Let’s come to the subject of the present Arab elites, who are carrying on even more blatantly than they did after the Nakba. Prior to October 7, the Saudis were on the verge of recognizing Israel.
They still are.
They still are. And the Gulf States remain imperial petrol stations, with enormous amounts of money. Jordan has been a us -Israeli protectorate for a very long time. The Egyptian masses were brutally defeated by the army. I did think there might be more protests in the Arab world—and the only thing that could change the mood there would be mass uprisings. But apart from Yemen, not too much. There have been pro-Gaza demonstrations, but so far not on the scale of the anger displayed in Britain and the us .
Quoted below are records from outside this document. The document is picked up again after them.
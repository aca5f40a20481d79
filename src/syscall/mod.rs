//! An interface trait so that the mount/namespace assembly code can be
//! exercised in unit tests without a real mount namespace or root, grounded
//! on the model runtime's own split between a `Syscall` trait, a
//! `LinuxSyscall` production implementation, and a recording test double.

pub mod linux;
pub mod test;

use std::any::Any;
use std::path::Path;

use nix::errno::Errno;
use nix::mount::MsFlags;
use nix::sched::CloneFlags;
use nix::sys::stat::SFlag;

pub trait Syscall {
    fn as_any(&self) -> &dyn Any;

    fn mount(
        &self,
        source: Option<&Path>,
        target: &Path,
        fstype: Option<&str>,
        flags: MsFlags,
        data: Option<&str>,
    ) -> Result<(), Errno>;

    fn umount2(&self, target: &Path, lazy: bool) -> Result<(), Errno>;

    fn mknod(&self, path: &Path, kind: SFlag, perm: u32, dev: u64) -> Result<(), Errno>;

    fn pivot_root(&self, new_root: &Path, put_old: &Path) -> Result<(), Errno>;

    fn chdir(&self, path: &Path) -> Result<(), Errno>;

    fn unshare(&self, flags: CloneFlags) -> Result<(), Errno>;

    fn setns(&self, fd: i32, nstype: CloneFlags) -> Result<(), Errno>;

    fn sethostname(&self, name: &str) -> Result<(), Errno>;
}

pub fn create_syscall() -> Box<dyn Syscall> {
    if cfg!(test) {
        Box::new(test::TestSyscall::default())
    } else {
        Box::new(linux::LinuxSyscall)
    }
}
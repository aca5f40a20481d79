//! Signal name/number parsing and the stop escalation sequence, grounded on
//! the model runtime's `signal.rs`.

use std::thread::sleep;
use std::time::{Duration, Instant};

use nix::sys::signal::{kill, Signal};
use nix::unistd::Pid;

use crate::error::{DsError, Result};
use crate::utils::pid_alive;

pub fn from_str(signal: &str) -> Result<Signal> {
    use Signal::*;
    Ok(match signal.to_ascii_uppercase().as_str() {
        "1" | "HUP" | "SIGHUP" => SIGHUP,
        "2" | "INT" | "SIGINT" => SIGINT,
        "3" | "QUIT" | "SIGQUIT" => SIGQUIT,
        "9" | "KILL" | "SIGKILL" => SIGKILL,
        "15" | "TERM" | "SIGTERM" => SIGTERM,
        "17" | "CHLD" | "SIGCHLD" => SIGCHLD,
        "28" | "WINCH" | "SIGWINCH" => SIGWINCH,
        other => return Err(DsError::Io(std::io::Error::new(
            std::io::ErrorKind::InvalidInput,
            format!("{} is not a recognized signal", other),
        ))),
    })
}

/// Realtime signals (SIGRTMIN+3, the systemd-style graceful-shutdown request)
/// have no variant in `nix`'s `Signal` enum, so this goes through raw
/// `libc::kill` instead.
fn kill_sigrtmin_plus_3(pid: Pid) -> Result<()> {
    const SIGRTMIN: i32 = 34;
    let ret = unsafe { libc::kill(pid.as_raw(), SIGRTMIN + 3) };
    if ret == 0 {
        Ok(())
    } else {
        Err(DsError::Errno(nix::errno::Errno::last()))
    }
}

/// Stop escalation: SIGRTMIN+3, then SIGTERM after `grace`, then SIGKILL
/// after a further `kill_grace`, polling `pid_alive` between steps.
pub fn escalate_stop(pid: Pid, grace: Duration, kill_grace: Duration) -> Result<()> {
    if !pid_alive(pid) {
        return Ok(());
    }

    kill_sigrtmin_plus_3(pid)?;
    if wait_for_exit(pid, grace) {
        return Ok(());
    }

    log::warn!("stop: graceful signal timed out after {:?}, escalating to SIGTERM", grace);
    kill(pid, Signal::SIGTERM).map_err(DsError::Errno)?;
    if wait_for_exit(pid, kill_grace) {
        return Ok(());
    }

    log::warn!("stop: SIGTERM timeout after {:?}, escalating to SIGKILL", kill_grace);
    kill(pid, Signal::SIGKILL).map_err(DsError::Errno)?;
    if wait_for_exit(pid, Duration::from_secs(2)) {
        Ok(())
    } else {
        Err(DsError::Timeout("stop: SIGKILL".to_string()))
    }
}

fn wait_for_exit(pid: Pid, timeout: Duration) -> bool {
    let deadline = Instant::now() + timeout;
    while Instant::now() < deadline {
        if !pid_alive(pid) {
            return true;
        }
        sleep(Duration::from_millis(100));
    }
    !pid_alive(pid)
}

#[cfg(test)]
mod tests {
    use super::*;

    #[test]
    fn parses_common_names_and_numbers() {
        assert_eq!(from_str("TERM").unwrap(), Signal::SIGTERM);
        assert_eq!(from_str("15").unwrap(), Signal::SIGTERM);
        assert_eq!(from_str("sigkill").unwrap(), Signal::SIGKILL);
    }

    #[test]
    fn rejects_unknown_signal() {
        assert!(from_str("NOTASIGNAL").is_err());
    }
}
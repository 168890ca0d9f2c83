//! Key-value/list backend shared by the ingestion queue and the cache
//!
//! The same backend serves two roles:
//! - **Queue**: list push/pop for the durable FIFO and the `recent` ring buffer
//! - **Cache**: TTL'd values plus an index set of cache keys
//!
//! Redis is the production backend; the in-memory backend keeps a single
//! process self-contained and stands in for Redis in tests.

pub mod memory;
pub mod redis;

use async_trait::async_trait;
use std::time::Duration;
use thiserror::Error;

pub use self::memory::MemoryBackend;
pub use self::redis::RedisBackend;

#[derive(Debug, Error)]
pub enum BackendError {
    #[error("Connection error: {0}")]
    Connection(String),

    #[error("Command failed: {0}")]
    Command(String),

    #[error("Serialization error: {0}")]
    Serialization(String),
}

/// Trim applied to a list in the same atomic step as a push
#[derive(Debug, Clone, Copy)]
pub struct ListTrim<'a> {
    pub key: &'a str,
    pub max_len: usize,
}

#[async_trait]
pub trait QueueBackend: Send + Sync {
    /// Push `value` onto the head of every list in `keys`, then apply `trim`.
    /// All steps succeed or fail together.
    async fn push_lists(
        &self,
        keys: &[&str],
        value: &[u8],
        trim: Option<ListTrim<'_>>,
    ) -> Result<(), BackendError>;

    /// Pop from the tail of `key`, waiting up to `timeout` for an entry.
    /// Returns `Ok(None)` when the wait elapses.
    async fn blocking_pop(&self, key: &str, timeout: Duration)
        -> Result<Option<Vec<u8>>, BackendError>;

    /// Pop from the tail of `key` without waiting
    async fn pop(&self, key: &str) -> Result<Option<Vec<u8>>, BackendError>;

    /// Entries `start..=stop` of a list, head first
    async fn list_range(
        &self,
        key: &str,
        start: usize,
        stop: usize,
    ) -> Result<Vec<Vec<u8>>, BackendError>;

    async fn get(&self, key: &str) -> Result<Option<Vec<u8>>, BackendError>;

    /// Store `value` under `key` with a TTL and record `key` in the set `index`
    async fn set_indexed(
        &self,
        key: &str,
        value: &[u8],
        ttl: Duration,
        index: Option<&str>,
    ) -> Result<(), BackendError>;

    async fn set_members(&self, key: &str) -> Result<Vec<String>, BackendError>;

    /// Delete every key in `keys`, returning how many existed
    async fn delete(&self, keys: &[String]) -> Result<u64, BackendError>;

    /// Delete `keys` and drop them from the set `index` in one atomic step.
    /// A concurrent [`set_indexed`](Self::set_indexed) lands either wholly
    /// before (and is deleted) or wholly after (and stays indexed).
    async fn delete_indexed(&self, keys: &[String], index: &str) -> Result<u64, BackendError>;

    /// Connectivity check used by readiness probes
    async fn ping(&self) -> Result<(), BackendError>;
}
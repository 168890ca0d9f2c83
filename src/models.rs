use chrono::{DateTime, SubsecRound, Utc};
use serde::{Deserialize, Deserializer, Serialize};
use uuid::Uuid;

/// Free-form key/value context attached to an error report
pub type Context = serde_json::Map<String, serde_json::Value>;

pub const DEFAULT_LEVEL: &str = "error";
pub const DEFAULT_SOURCE: &str = "unknown";
pub const DEFAULT_ENVIRONMENT: &str = "production";

/// A single ingested error report
///
/// Field names are the wire format shared with existing clients and with
/// entries already sitting in the queue, so they must not be renamed.
#[derive(Debug, Clone, PartialEq, Serialize, Deserialize)]
pub struct ErrorRecord {
    pub id: Uuid,
    pub timestamp: DateTime<Utc>,
    pub level: String,
    pub message: String,
    pub stack_trace: Option<String>,
    #[serde(default, deserialize_with = "null_as_empty")]
    pub context: Context,
    pub source: String,
    pub environment: String,
    pub user_agent: Option<String>,
    pub ip_address: Option<String>,
    pub url: Option<String>,
    pub fingerprint: String,
    pub resolved: bool,
    pub count: i64,
    pub first_seen: DateTime<Utc>,
    pub last_seen: DateTime<Utc>,
    pub created_at: DateTime<Utc>,
    pub updated_at: DateTime<Utc>,
}

/// Body of `POST /api/errors`
#[derive(Debug, Clone, Default, Deserialize, Serialize)]
pub struct CreateErrorRequest {
    #[serde(default)]
    pub level: String,
    #[serde(default)]
    pub message: String,
    #[serde(default)]
    pub stack_trace: Option<String>,
    #[serde(default, deserialize_with = "null_as_empty")]
    pub context: Context,
    #[serde(default)]
    pub source: String,
    #[serde(default)]
    pub environment: Option<String>,
    #[serde(default)]
    pub url: Option<String>,
}

impl CreateErrorRequest {
    pub fn new(level: impl Into<String>, message: impl Into<String>) -> Self {
        Self {
            level: level.into(),
            message: message.into(),
            ..Default::default()
        }
    }
}

/// Paginated list response
#[derive(Debug, Clone, PartialEq, Serialize, Deserialize)]
pub struct ErrorListResponse {
    pub errors: Vec<ErrorRecord>,
    pub total: i64,
    pub page: i64,
    pub limit: i64,
}

/// Aggregate counts over all stored errors
#[derive(Debug, Clone, Default, PartialEq, Eq, Serialize, Deserialize)]
pub struct StatsResponse {
    pub total_errors: i64,
    pub resolved_errors: i64,
    pub errors_today: i64,
    pub errors_this_week: i64,
    pub errors_this_month: i64,
}

/// Filter and page selection for list queries
#[derive(Debug, Clone, PartialEq, Eq)]
pub struct ListQuery {
    pub limit: i64,
    pub offset: i64,
    pub level: Option<String>,
    pub source: Option<String>,
}

impl ListQuery {
    pub const DEFAULT_LIMIT: i64 = 50;
    pub const MAX_LIMIT: i64 = 100;

    pub fn new(limit: i64, offset: i64) -> Self {
        Self {
            limit,
            offset,
            level: None,
            source: None,
        }
    }

    pub fn with_level(mut self, level: impl Into<String>) -> Self {
        self.level = Some(level.into()).filter(|l: &String| !l.is_empty());
        self
    }

    pub fn with_source(mut self, source: impl Into<String>) -> Self {
        self.source = Some(source.into()).filter(|s: &String| !s.is_empty());
        self
    }

    /// 1-based page number for the current offset
    pub fn page(&self) -> i64 {
        if self.limit <= 0 {
            return 1;
        }
        self.offset / self.limit + 1
    }
}

impl Default for ListQuery {
    fn default() -> Self {
        Self::new(Self::DEFAULT_LIMIT, 0)
    }
}

/// Stored API key; the raw key is never persisted
#[derive(Debug, Clone, Serialize, Deserialize)]
pub struct ApiKey {
    pub id: Uuid,
    #[serde(skip_serializing)]
    pub key_hash: String,
    pub name: String,
    pub project_id: Option<Uuid>,
    pub active: bool,
    pub created_at: DateTime<Utc>,
    pub last_used: Option<DateTime<Utc>>,
}

/// Current time at the precision the store keeps (milliseconds)
pub fn now() -> DateTime<Utc> {
    Utc::now().trunc_subsecs(3)
}

fn null_as_empty<'de, D>(deserializer: D) -> Result<Context, D::Error>
where
    D: Deserializer<'de>,
{
    Ok(Option::<Context>::deserialize(deserializer)?.unwrap_or_default())
}
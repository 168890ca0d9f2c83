use crate::{
    error::AppError,
    handlers::AppState,
    metrics,
    store::{ApiKeyStore, StoreError},
};
use axum::{
    extract::{Request, State},
    middleware::Next,
    response::Response,
};
use rand::{distributions::Alphanumeric, Rng};
use sha2::{Digest, Sha256};
use uuid::Uuid;

pub const API_KEY_HEADER: &str = "X-API-Key";
const API_KEY_PREFIX: &str = "el_";
const API_KEY_RANDOM_LEN: usize = 32;

/// Authentication information attached to each authenticated request
#[derive(Debug, Clone)]
pub struct AuthInfo {
    pub api_key_id: Uuid,
    /// Name of the API key used for authentication
    pub api_key_name: String,
}

/// Authentication middleware
/// Validates the `X-API-Key` header against the active keys in the store
pub async fn auth_middleware(
    State(state): State<AppState>,
    mut req: Request,
    next: Next,
) -> Result<Response, AppError> {
    if !state.auth_enabled {
        return Ok(next.run(req).await);
    }

    let api_key = req
        .headers()
        .get(API_KEY_HEADER)
        .and_then(|v| v.to_str().ok())
        .filter(|v| !v.is_empty())
        .ok_or_else(|| {
            metrics::record_auth_failure("missing");
            AppError::Unauthorized("API key required".to_string())
        })?;

    let key = match state.api_keys.validate_api_key(&hash_api_key(api_key)).await {
        Ok(key) => key,
        Err(StoreError::NotFound) => {
            metrics::record_auth_failure("invalid");
            return Err(AppError::Unauthorized("Invalid API key".to_string()));
        }
        Err(e) => return Err(AppError::Internal(e.to_string())),
    };

    req.extensions_mut().insert(AuthInfo {
        api_key_id: key.id,
        api_key_name: key.name,
    });

    Ok(next.run(req).await)
}

/// Hex SHA-256 of a raw API key, the form kept in the store
pub fn hash_api_key(raw: &str) -> String {
    format!("{:x}", Sha256::digest(raw.as_bytes()))
}

/// Fresh random API key; shown once, only its hash is stored
pub fn generate_api_key() -> String {
    let random: String = rand::thread_rng()
        .sample_iter(&Alphanumeric)
        .take(API_KEY_RANDOM_LEN)
        .map(char::from)
        .collect();
    format!("{}{}", API_KEY_PREFIX, random)
}
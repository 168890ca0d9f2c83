//! Error ingestion and query endpoints

use axum::{
    extract::{rejection::JsonRejection, ConnectInfo, Extension, Path, Query, State},
    http::{header, HeaderMap, StatusCode},
    response::IntoResponse,
    Json,
};
use serde::Deserialize;
use serde_json::json;
use std::net::SocketAddr;
use uuid::Uuid;

use super::AppState;
use crate::{
    auth::AuthInfo,
    error::AppError,
    models::{CreateErrorRequest, ListQuery},
};

/// Raw list parameters; unparsable or out-of-range values fall back to defaults
#[derive(Debug, Default, Deserialize)]
pub struct ListParams {
    pub limit: Option<String>,
    pub offset: Option<String>,
    pub level: Option<String>,
    pub source: Option<String>,
}

impl ListParams {
    pub fn into_query(self) -> ListQuery {
        let limit = self
            .limit
            .and_then(|l| l.trim().parse::<i64>().ok())
            .filter(|l| (1..=ListQuery::MAX_LIMIT).contains(l))
            .unwrap_or(ListQuery::DEFAULT_LIMIT);
        let offset = self
            .offset
            .and_then(|o| o.trim().parse::<i64>().ok())
            .filter(|o| *o >= 0)
            .unwrap_or(0);

        ListQuery::new(limit, offset)
            .with_level(self.level.unwrap_or_default())
            .with_source(self.source.unwrap_or_default())
    }
}

#[derive(Debug, Default, Deserialize)]
pub struct RecentParams {
    pub limit: Option<String>,
}

/// POST /api/errors
pub async fn create_error(
    State(state): State<AppState>,
    connect_info: Option<ConnectInfo<SocketAddr>>,
    auth: Option<Extension<AuthInfo>>,
    headers: HeaderMap,
    payload: Result<Json<CreateErrorRequest>, JsonRejection>,
) -> Result<impl IntoResponse, AppError> {
    let Json(request) =
        payload.map_err(|e| AppError::BadRequest(format!("Invalid JSON: {}", e.body_text())))?;

    let user_agent = headers
        .get(header::USER_AGENT)
        .and_then(|v| v.to_str().ok())
        .map(str::to_string);
    let ip_address = client_ip(&headers, connect_info.map(|ConnectInfo(addr)| addr));

    let record = state
        .service
        .create(request, user_agent, ip_address)
        .await?;

    match auth {
        Some(Extension(auth)) => tracing::info!(
            error_id = %record.id,
            level = %record.level,
            api_key = %auth.api_key_name,
            api_key_id = %auth.api_key_id,
            "Error accepted"
        ),
        None => tracing::info!(error_id = %record.id, level = %record.level, "Error accepted"),
    }

    Ok((StatusCode::CREATED, Json(record)))
}

/// GET /api/errors
pub async fn list_errors(
    State(state): State<AppState>,
    Query(params): Query<ListParams>,
) -> Result<impl IntoResponse, AppError> {
    let response = state.service.get_errors(params.into_query()).await?;
    Ok(Json(response))
}

/// GET /api/errors/recent
pub async fn recent_errors(
    State(state): State<AppState>,
    Query(params): Query<RecentParams>,
) -> impl IntoResponse {
    let limit = params
        .limit
        .and_then(|l| l.trim().parse::<usize>().ok())
        .filter(|l| *l > 0)
        .unwrap_or(ListQuery::DEFAULT_LIMIT as usize)
        .min(ListQuery::MAX_LIMIT as usize);

    Json(state.service.recent_errors(limit).await)
}

/// GET /api/errors/{id}
pub async fn get_error(
    State(state): State<AppState>,
    Path(id): Path<String>,
) -> Result<impl IntoResponse, AppError> {
    let id = parse_id(&id)?;
    let record = state.service.get_error_by_id(id).await?;
    Ok(Json(record))
}

/// PUT /api/errors/{id}/resolve
pub async fn resolve_error(
    State(state): State<AppState>,
    Path(id): Path<String>,
) -> Result<impl IntoResponse, AppError> {
    let id = parse_id(&id)?;
    state.service.resolve(id).await?;
    Ok(Json(json!({ "status": "resolved" })))
}

/// DELETE /api/errors/{id}
pub async fn delete_error(
    State(state): State<AppState>,
    Path(id): Path<String>,
) -> Result<impl IntoResponse, AppError> {
    let id = parse_id(&id)?;
    state.service.delete(id).await?;
    Ok(StatusCode::NO_CONTENT)
}

/// GET /api/stats
pub async fn get_stats(State(state): State<AppState>) -> Result<impl IntoResponse, AppError> {
    let stats = state.service.get_stats().await?;
    Ok(Json(stats))
}

fn parse_id(raw: &str) -> Result<Uuid, AppError> {
    Uuid::parse_str(raw).map_err(|_| AppError::BadRequest("Invalid error ID".to_string()))
}

/// Client address: first `X-Forwarded-For` hop, then `X-Real-IP`, then the peer
pub fn client_ip(headers: &HeaderMap, peer: Option<SocketAddr>) -> Option<String> {
    let header_value = |name: &str| {
        headers
            .get(name)
            .and_then(|v| v.to_str().ok())
            .map(str::trim)
            .filter(|v| !v.is_empty())
    };

    if let Some(forwarded) = header_value("x-forwarded-for") {
        if let Some(first) = forwarded.split(',').map(str::trim).find(|ip| !ip.is_empty()) {
            return Some(first.to_string());
        }
    }

    if let Some(real_ip) = header_value("x-real-ip") {
        return Some(real_ip.to_string());
    }

    peer.map(|addr| addr.ip().to_string())
}

#[cfg(test)]
mod tests {
    use super::*;
    use axum::http::HeaderValue;

    fn params(limit: Option<&str>, offset: Option<&str>) -> ListParams {
        ListParams {
            limit: limit.map(str::to_string),
            offset: offset.map(str::to_string),
            ..Default::default()
        }
    }

    #[test]
    fn test_list_params_defaults_and_bounds() {
        assert_eq!(params(None, None).into_query(), ListQuery::new(50, 0));
        assert_eq!(params(Some("25"), Some("75")).into_query(), ListQuery::new(25, 75));
        assert_eq!(params(Some("0"), Some("-1")).into_query(), ListQuery::new(50, 0));
        assert_eq!(params(Some("101"), Some("abc")).into_query(), ListQuery::new(50, 0));
        assert_eq!(params(Some("100"), None).into_query(), ListQuery::new(100, 0));
    }

    #[test]
    fn test_list_params_empty_filters_are_ignored() {
        let query = ListParams {
            level: Some(String::new()),
            source: Some("web".to_string()),
            ..Default::default()
        }
        .into_query();

        assert!(query.level.is_none());
        assert_eq!(query.source.as_deref(), Some("web"));
    }

    #[test]
    fn test_client_ip_prefers_forwarded_for() {
        let mut headers = HeaderMap::new();
        headers.insert("x-forwarded-for", HeaderValue::from_static("203.0.113.7, 10.0.0.1"));
        headers.insert("x-real-ip", HeaderValue::from_static("198.51.100.2"));
        let peer: SocketAddr = "127.0.0.1:5555".parse().unwrap();

        assert_eq!(client_ip(&headers, Some(peer)).as_deref(), Some("203.0.113.7"));
    }

    #[test]
    fn test_client_ip_falls_back_to_real_ip_then_peer() {
        let mut headers = HeaderMap::new();
        headers.insert("x-real-ip", HeaderValue::from_static("198.51.100.2"));
        let peer: SocketAddr = "192.0.2.10:443".parse().unwrap();

        assert_eq!(client_ip(&headers, Some(peer)).as_deref(), Some("198.51.100.2"));
        assert_eq!(client_ip(&HeaderMap::new(), Some(peer)).as_deref(), Some("192.0.2.10"));
        assert_eq!(client_ip(&HeaderMap::new(), None), None);
    }

    #[test]
    fn test_parse_id_rejects_garbage() {
        assert!(matches!(parse_id("not-a-uuid"), Err(AppError::BadRequest(_))));
        assert!(parse_id(&Uuid::new_v4().to_string()).is_ok());
    }
}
I think there are at least two things to say here. The first thing is that there is, and has always been, a deep sympathy with Palestine among the Arab peoples, throughout the Arab world, from the Gulf to the Atlantic. This hasn’t changed. It’s gone up and down a little bit, but it hasn’t gone away. But these people are facing other critical issues. If you live in a state that’s been destroyed—like Libya, Syria, Iraq, Yemen, Sudan, Lebanon—by civil war or intervention by the imperial powers and their clients, you have other concerns. Iraq still doesn’t have 24-hour electricity, 21 years after the American occupation—one of the greatest oil producers in the world. Palestine is important, but electricity and not being killed by the regime—or by this or that army faction—is also important. This is the situation in half a dozen Arab countries: different stages of civil war-cum-proxy war, with all the great powers involved.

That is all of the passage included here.